*** Opening Information supplied ***

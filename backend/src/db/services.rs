//! Repository-agnostic database operations.
//!
//! Thin functions over the repository traits holding the checks that must be
//! identical for every storage backend.
//!
//! ```text
//! ┌─────────────────────────────────────────────────────────┐
//! │  HTTP handlers / recalculation service                  │
//! └───────────────────┬─────────────────────────────────────┘
//!                     │
//! ┌───────────────────▼─────────────────────────────────────┐
//! │  db::services - import validation, logging              │
//! └───────────────────┬─────────────────────────────────────┘
//!                     │
//! ┌───────────────────▼─────────────────────────────────────┐
//! │  Repository traits (repository/)                        │
//! │  - TimelineRepository                                   │
//! │  - RecalculationRepository                              │
//! └───────────────────┬─────────────────────────────────────┘
//!                     │
//!             ┌───────▼──────────┐
//!             │ Local Repository │
//!             │ (in-memory)      │
//!             └──────────────────┘
//! ```

use log::info;

use super::models::RunRecord;
use super::repository::{ErrorContext, FullRepository, RepositoryError, RepositoryResult};
use crate::models::{Timeline, TimelineId, TimelineInfo, TimelineSnapshot};

pub async fn health_check<R: FullRepository + ?Sized>(repo: &R) -> RepositoryResult<bool> {
    repo.health_check().await
}

pub async fn list_timelines<R: FullRepository + ?Sized>(repo: &R) -> RepositoryResult<Vec<TimelineInfo>> {
    repo.list_timelines().await
}

pub async fn get_timeline<R: FullRepository + ?Sized>(
    repo: &R,
    timeline_id: TimelineId,
) -> RepositoryResult<Timeline> {
    repo.get_timeline(timeline_id).await
}

/// Import a timeline snapshot.
///
/// Rejects an empty title and zero task weights before reaching the store.
pub async fn store_timeline<R: FullRepository + ?Sized>(
    repo: &R,
    snapshot: &TimelineSnapshot,
) -> RepositoryResult<Timeline> {
    let context = || ErrorContext::new("store_timeline").with_entity("timeline");

    if snapshot.title.trim().is_empty() {
        return Err(RepositoryError::validation_with_context(
            "Timeline title must not be empty",
            context(),
        ));
    }
    if let Some(task) = snapshot.tasks.iter().find(|t| t.weight == 0) {
        return Err(RepositoryError::validation_with_context(
            format!("Task {} has zero weight", task.id),
            context(),
        ));
    }

    let timeline = repo.store_timeline(snapshot).await?;
    info!(
        "Imported timeline {} '{}' ({} blocks, {} tasks)",
        timeline.id,
        timeline.title,
        snapshot.blocks.len(),
        snapshot.tasks.len()
    );
    Ok(timeline)
}

pub async fn list_run_records<R: FullRepository + ?Sized>(
    repo: &R,
    timeline_id: TimelineId,
) -> RepositoryResult<Vec<RunRecord>> {
    repo.list_run_records(timeline_id).await
}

*** Closing Information supplied ***

What you will do
Output the line bearing "let context = ||" along with all the lines after it through the end of the entries, exactly, and no other lines.

Answer to the exercise
    let context = || ErrorContext::new("store_timeline").with_entity("timeline");

    if snapshot.title.trim().is_empty() {
        return Err(RepositoryError::validation_with_context(
            "Timeline title must not be empty",
            context(),
        ));
    }
    if let Some(task) = snapshot.tasks.iter().find(|t| t.weight == 0) {
        return Err(RepositoryError::validation_with_context(
            format!("Task {} has zero weight", task.id),
            context(),
        ));
    }

    let timeline = repo.store_timeline(snapshot).await?;
    info!(
        "Imported timeline {} '{}' ({} blocks, {} tasks)",
        timeline.id,
        timeline.title,
        snapshot.blocks.len(),
        snapshot.tasks.len()
    );
    Ok(timeline)
}

pub async fn list_run_records<R: FullRepository + ?Sized>(
    repo: &R,
    timeline_id: TimelineId,
) -> RepositoryResult<Vec<RunRecord>> {
    repo.list_run_records(timeline_id).await
}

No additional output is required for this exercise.